BEYOND SKIN DEEP: GARANCE DORÉ ON THE (MANY) CONTRADICTIONS OF GETTING OLDER
RECONCILING THE OPPOSING FEELINGS
It’s a good era for me. Not only have I never had a problem with people who have their surgeon on speed dial if that makes them happy (and if, on top of that, they’re funny, I’ll let absolutely anything pass. Yes, I am looking at you, Joan Rivers, Dolly Parton and Cher), but more than this, I’ve always cherished contradictions. Contradictions make life interesting, unexpected, scandalous and fun.
Just because I like my beauty closet to be ‘clean’ doesn’t mean I always stay firmly on the straight and narrow. I can appreciate the natural look of an actress while knowing the exact plastic surgery procedures she’s had. I don’t think anyone owes full disclosure about what they do to look the way they do. I love openness, yet I can fully appreciate mystery. And that sums up my problem. Because, with all these possibilities in front of me, what am I to do? How do I want to age?
I am forty eight – almost forty nine – which means that in my head I am already fifty (which is basic ‘girl math’). I do Botox, but not quite often enough because my guy is in the South of France, and I have been too lazy to look for someone in London.
I colour my hair because I don’t know how I feel about the white streak that’s growing right where I part it. I have days where I want to just let it go grey — but my indecision makes me think I need to ponder this for another few years. By then I will have missed the chance of a slow and progressive shift and will have to endure the dramatic bicolour growth that women went through during the pandemic.
I am witnessing my jawline slowly soften and I know that at some point, I’ll have to ‘decide’ what to do about it. It will be nothing, or a facelift, because I believe that when it comes to these kinds of matters, you don’t play around. You go big or you go home. Nothing or a facelift – it sums me up exactly.
TO ‘AGE’, OR NOT TO ‘AGE’?
I wish I’d have chosen my camp. The full natural definitely feels worthier. You can shout it over social media roofs and become a sort of goddess of virtue which, you know, I wouldn’t mind being. I could slather myself in essential oils, strike a pose in my garden. I’d have bunnies running around. It would be great! I’d be an amazing role model... But that would be forgetting that I am vain.
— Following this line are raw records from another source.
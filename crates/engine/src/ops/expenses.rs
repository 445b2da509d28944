use sea_orm::TransactionTrait;

use crate::{ExpenseCommand, ExpenseReceipt, ResultEngine};

use super::{Engine, fuel, maintenance, purchase_orders, rentals, with_tx};

impl Engine {
    /// Applies an expense command and recomputes the affected allocations in
    /// the same transaction.
    ///
    /// Nothing is persisted when the command, the overspend guard or the
    /// recomputation fails.
    pub async fn submit_expense(&self, cmd: ExpenseCommand) -> ResultEngine<ExpenseReceipt> {
        let _gate = self.write_gate().await;
        with_tx!(self, |db_tx| {
            match cmd {
                ExpenseCommand::CreateMaintenance(cmd) => maintenance::create(&db_tx, cmd).await,
                ExpenseCommand::UpdateMaintenance(cmd) => maintenance::update(&db_tx, cmd).await,
                ExpenseCommand::TransitionMaintenance(cmd) => {
                    maintenance::transition(&db_tx, cmd).await
                }
                ExpenseCommand::DeleteMaintenance { id } => maintenance::delete(&db_tx, id).await,
                ExpenseCommand::CreateFuel(cmd) => fuel::create(&db_tx, cmd).await,
                ExpenseCommand::UpdateFuel(cmd) => fuel::update(&db_tx, cmd).await,
                ExpenseCommand::DeleteFuel { id } => fuel::delete(&db_tx, id).await,
                ExpenseCommand::CreateRental(cmd) => rentals::create(&db_tx, cmd).await,
                ExpenseCommand::UpdateRental(cmd) => rentals::update(&db_tx, cmd).await,
                ExpenseCommand::FinalizeRental { id, end_date } => {
                    rentals::finalize(&db_tx, id, end_date).await
                }
                ExpenseCommand::DeleteRental { id } => rentals::delete(&db_tx, id).await,
                ExpenseCommand::CreatePurchaseOrder(cmd) => {
                    purchase_orders::create(&db_tx, cmd).await
                }
                ExpenseCommand::UpdatePurchaseOrder(cmd) => {
                    purchase_orders::update(&db_tx, cmd).await
                }
                ExpenseCommand::TransitionPurchaseOrder { id, to } => {
                    purchase_orders::transition(&db_tx, id, to).await
                }
                ExpenseCommand::DeletePurchaseOrder { id } => {
                    purchase_orders::delete(&db_tx, id).await
                }
            }
        })
    }
}
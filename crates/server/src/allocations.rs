//! Budget allocation API endpoints

use api_types::allocation::{
    Allocation, AllocationKind, AllocationList, AllocationListResponse, AllocationNew,
    AllocationStatus, AllocationStatusQuery, AllocationUpdate, Recomputed,
};
use axum::{
    Json,
    extract::{Path, Query, State},
    http::StatusCode,
};
use engine::{AllocationFilter, BudgetAllocation, Money};
use uuid::Uuid;

use crate::{ServerError, server::ServerState};

fn map_kind(kind: engine::AllocationKind) -> AllocationKind {
    match kind {
        engine::AllocationKind::Preventive => AllocationKind::Preventive,
        engine::AllocationKind::Operational => AllocationKind::Operational,
    }
}

fn parse_kind(kind: AllocationKind) -> engine::AllocationKind {
    match kind {
        AllocationKind::Preventive => engine::AllocationKind::Preventive,
        AllocationKind::Operational => engine::AllocationKind::Operational,
    }
}

pub(crate) fn map_allocation(allocation: &BudgetAllocation) -> Allocation {
    let disabled_at = match allocation.status {
        engine::AllocationStatus::Active => None,
        engine::AllocationStatus::Disabled { disabled_at } => Some(disabled_at),
    };
    Allocation {
        id: allocation.id,
        year: allocation.year,
        account_code: allocation.account_code.clone(),
        vehicle_plate: allocation.vehicle_plate.clone(),
        kind: map_kind(allocation.kind),
        assigned: allocation.assigned.to_decimal_string(),
        executed: allocation.executed().to_decimal_string(),
        available: allocation.available().to_decimal_string(),
        pct_executed_bps: allocation.pct_executed_bps(),
        pct_executed: allocation.pct_executed(),
        active: allocation.is_active(),
        disabled_at,
    }
}

pub(crate) fn map_recomputed(recomputed: engine::RecomputedAllocation) -> Recomputed {
    Recomputed {
        allocation_id: recomputed.allocation_id,
        executed: recomputed.executed.to_decimal_string(),
        available: recomputed.available.to_decimal_string(),
    }
}

/// Handle requests for creating a budget allocation
pub async fn create(
    State(state): State<ServerState>,
    Json(payload): Json<AllocationNew>,
) -> Result<(StatusCode, Json<Allocation>), ServerError> {
    let assigned: Money = payload.assigned.parse()?;
    let allocation = state
        .engine
        .create_allocation(
            payload.year,
            &payload.account_code,
            payload.vehicle_plate.as_deref(),
            parse_kind(payload.kind),
            assigned,
        )
        .await?;
    Ok((StatusCode::CREATED, Json(map_allocation(&allocation))))
}

pub async fn list(
    State(state): State<ServerState>,
    Query(query): Query<AllocationList>,
) -> Result<Json<AllocationListResponse>, ServerError> {
    let mut filter = AllocationFilter::default();
    if let Some(year) = query.year {
        filter = filter.year(year);
    }
    if let Some(account) = query.account {
        filter = filter.account(account);
    }
    if let Some(vehicle) = query.vehicle {
        filter = filter.vehicle(vehicle);
    }
    if query.include_disabled {
        filter = filter.include_disabled();
    }

    let report = state.engine.allocation_report(&filter).await?;
    Ok(Json(AllocationListResponse {
        allocations: report.allocations.iter().map(map_allocation).collect(),
        total_assigned: report.total_assigned.to_decimal_string(),
        total_executed: report.total_executed.to_decimal_string(),
        total_available: report.total_available.to_decimal_string(),
    }))
}

pub async fn get(
    State(state): State<ServerState>,
    Path(id): Path<Uuid>,
) -> Result<Json<Allocation>, ServerError> {
    let allocation = state.engine.allocation(id).await?;
    Ok(Json(map_allocation(&allocation)))
}

/// Handle requests for changing the assigned amount
pub async fn update(
    State(state): State<ServerState>,
    Path(id): Path<Uuid>,
    Json(payload): Json<AllocationUpdate>,
) -> Result<Json<Allocation>, ServerError> {
    let assigned: Money = payload.assigned.parse()?;
    let allocation = state.engine.update_allocation_assigned(id, assigned).await?;
    Ok(Json(map_allocation(&allocation)))
}

pub async fn disable(
    State(state): State<ServerState>,
    Path(id): Path<Uuid>,
) -> Result<Json<Allocation>, ServerError> {
    let allocation = state.engine.disable_allocation(id).await?;
    Ok(Json(map_allocation(&allocation)))
}

pub async fn recompute(
    State(state): State<ServerState>,
    Path(id): Path<Uuid>,
) -> Result<Json<Recomputed>, ServerError> {
    let recomputed = state.engine.recompute_allocation(id).await?;
    Ok(Json(map_recomputed(recomputed)))
}

/// Handle requests for the ledger figures of one exact scope
pub async fn status(
    State(state): State<ServerState>,
    Query(query): Query<AllocationStatusQuery>,
) -> Result<Json<AllocationStatus>, ServerError> {
    let status = state
        .engine
        .query_allocation_status(&query.account, query.vehicle.as_deref(), query.year)
        .await?;
    Ok(Json(AllocationStatus {
        allocation_id: status.allocation_id,
        assigned: status.assigned.to_decimal_string(),
        executed: status.executed.to_decimal_string(),
        available: status.available.to_decimal_string(),
        pct_executed_bps: status.pct_executed_bps,
    }))
}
But none of these paths are me. So, instead, I take my freedom one step at a time, exploring what my version of ageing means. Finding my ageing personality, if you will.
WELCOMING IN THE NEXT CHAPTER
I take it slow. I stay informed, I keep curious, I know all the new things that come on the market. But I am also a lover of simplicity and ease — I couldn’t keep up with the beauty regimens of the super upkeepers, but I am too vain to go full natural. I welcome those two parts of me and try to unite them in my very own special way.
And, meanwhile, I am letting the image of the future me gently take shape inside of my head — I want to accompany her, give her airtime. Because whatever I do and however I play with all the possibilities that are out there, I know that one day I’ll want to welcome her — or more like, she’ll welcome me — all grey and soft, and gorgeous.
And there will be wisdom, and joy, and the peacefulness of embracing exactly who you are. One day, I want to enjoy the blissful surrender that is being old. Or I’ll be Joan Rivers. Pretty fabulous either way!